Southgate, Mich. Adim Altalibi struggled to hold back tears Friday after voting in an Iraqi election for the first time. All he could think about were his five nephews, all killed under Saddam Hussein's regime.
"We lost a lot of our young men and women struggling against Saddam Hussein. It's paid off now," said Altalibi, 55, an engineer who left Iraq in 1987 and cast his ballot Friday at a suburban Detroit voting site that was once a home-improvement store.
Altalibi was one of hundreds of Iraqis who streamed into polling places in five U.S. cities Friday, the first day they could vote in their homeland's election.
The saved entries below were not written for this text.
use chrono::{DateTime, Local};
use serde::{Deserialize, Serialize};
use tracing::warn;

use crate::error::StoreError;
use crate::session::SessionEnd;
use crate::store::KeyValueStore;

pub const HIGH_SCORE_KEY: &str = "reflex.high_score";
pub const HISTORY_KEY: &str = "reflex.history";
pub const MUTED_KEY: &str = "reflex.muted";

pub const HISTORY_CAPACITY: usize = 15;

/// One finished game, as kept in the history list
#[derive(Debug, Clone, PartialEq, Serialize, Deserialize)]
pub struct GameResult {
    pub score: u64,
    /// Reaction time that ended the game
    pub reaction_time_ms: u64,
    pub click_count: u64,
    pub avg_reaction_ms: f64,
    pub played_at: DateTime<Local>,
}

impl GameResult {
    pub fn from_end(end: &SessionEnd, played_at: DateTime<Local>) -> Self {
        Self {
            score: end.final_score,
            reaction_time_ms: end.terminal_reaction_ms,
            click_count: end.click_count,
            avg_reaction_ms: end.avg_reaction_ms,
            played_at,
        }
    }
}

/// Newest-first list of recent results, bounded to [`HISTORY_CAPACITY`]
#[derive(Debug, Clone, Default, PartialEq, Serialize, Deserialize)]
#[serde(transparent)]
pub struct History {
    entries: Vec<GameResult>,
}

impl History {
    pub fn new() -> Self {
        Self::default()
    }

    pub fn push(&mut self, result: GameResult) {
        self.entries.insert(0, result);
        self.entries.truncate(HISTORY_CAPACITY);
    }

    pub fn entries(&self) -> &[GameResult] {
        &self.entries
    }

    pub fn latest(&self) -> Option<&GameResult> {
        self.entries.first()
    }

    pub fn len(&self) -> usize {
        self.entries.len()
    }

    pub fn is_empty(&self) -> bool {
        self.entries.is_empty()
    }

    fn clamp(mut self) -> Self {
        self.entries.truncate(HISTORY_CAPACITY);
        self
    }
}

/// Typed access to the persisted records on top of a [`KeyValueStore`].
///
/// Reads never fail: a missing or unreadable value falls back to its default.
pub struct Records {
    store: Box<dyn KeyValueStore>,
}

impl Records {
    pub fn new(store: Box<dyn KeyValueStore>) -> Self {
        Self { store }
    }

    fn read(&self, key: &str) -> Option<String> {
        match self.store.get(key) {
            Ok(value) => value,
            Err(e) => {
                warn!(key, error = %e, "failed to read record");
                None
            }
        }
    }

    pub fn high_score(&self) -> u64 {
        self.read(HIGH_SCORE_KEY)
            .and_then(|raw| match raw.trim().parse::<u64>() {
                Ok(v) => Some(v),
                Err(e) => {
                    warn!(raw = %raw, error = %e, "ignoring unreadable high score");
                    None
                }
            })
            .unwrap_or(0)
    }

    pub fn save_high_score(&mut self, score: u64) -> Result<(), StoreError> {
        self.store.set(HIGH_SCORE_KEY, &score.to_string())
    }

    pub fn history(&self) -> History {
        self.read(HISTORY_KEY)
            .and_then(|raw| match serde_json::from_str::<History>(&raw) {
                Ok(h) => Some(h.clamp()),
                Err(e) => {
                    warn!(error = %e, "ignoring unreadable history");
                    None
                }
            })
            .unwrap_or_default()
    }

    pub fn save_history(&mut self, history: &History) -> Result<(), StoreError> {
        let raw = serde_json::to_string(history)?;
        self.store.set(HISTORY_KEY, &raw)
    }

    pub fn muted(&self) -> bool {
        self.read(MUTED_KEY)
            .and_then(|raw| serde_json::from_str::<bool>(&raw).ok())
            .unwrap_or(false)
    }

    pub fn save_muted(&mut self, muted: bool) -> Result<(), StoreError> {
        self.store.set(MUTED_KEY, &serde_json::to_string(&muted)?)
    }
}

impl std::fmt::Debug for Records {
    fn fmt(&self, f: &mut std::fmt::Formatter<'_>) -> std::fmt::Result {
        f.debug_struct("Records").finish_non_exhaustive()
    }
}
Nearly 26,000 people have registered to vote in five U.S. metropolitan areas with heavy Iraqi populations: Detroit, Chicago, Nashville, Tenn., Los Angeles and Washington. Tens of thousands more are expected to vote in 13 other countries during balloting that runs through Sunday.
In Iraq and around the globe, the voting has been a cause for jubilation among Iraqis who have long been tormented by Saddam, but the threat of violence is still present. Insurgents bent on disrupting the election process have killed U.S. soldiers set off suicide car bombs, assassinated officials and bombed polling places.
Isho Mishail, 40, who was voting at the Chicago polling place, said it was important for him to vote because he did not know if his relatives in Iraq would have the same luxury.
Insurgents "went to the houses and threatened them, 'If you go to the polls, we'll kill everyone in the house,'" Mishail said.
To be eligible to participate, voters had to be born in Iraq or have an Iraqi father. They also had to have turned 18 by Dec. 31.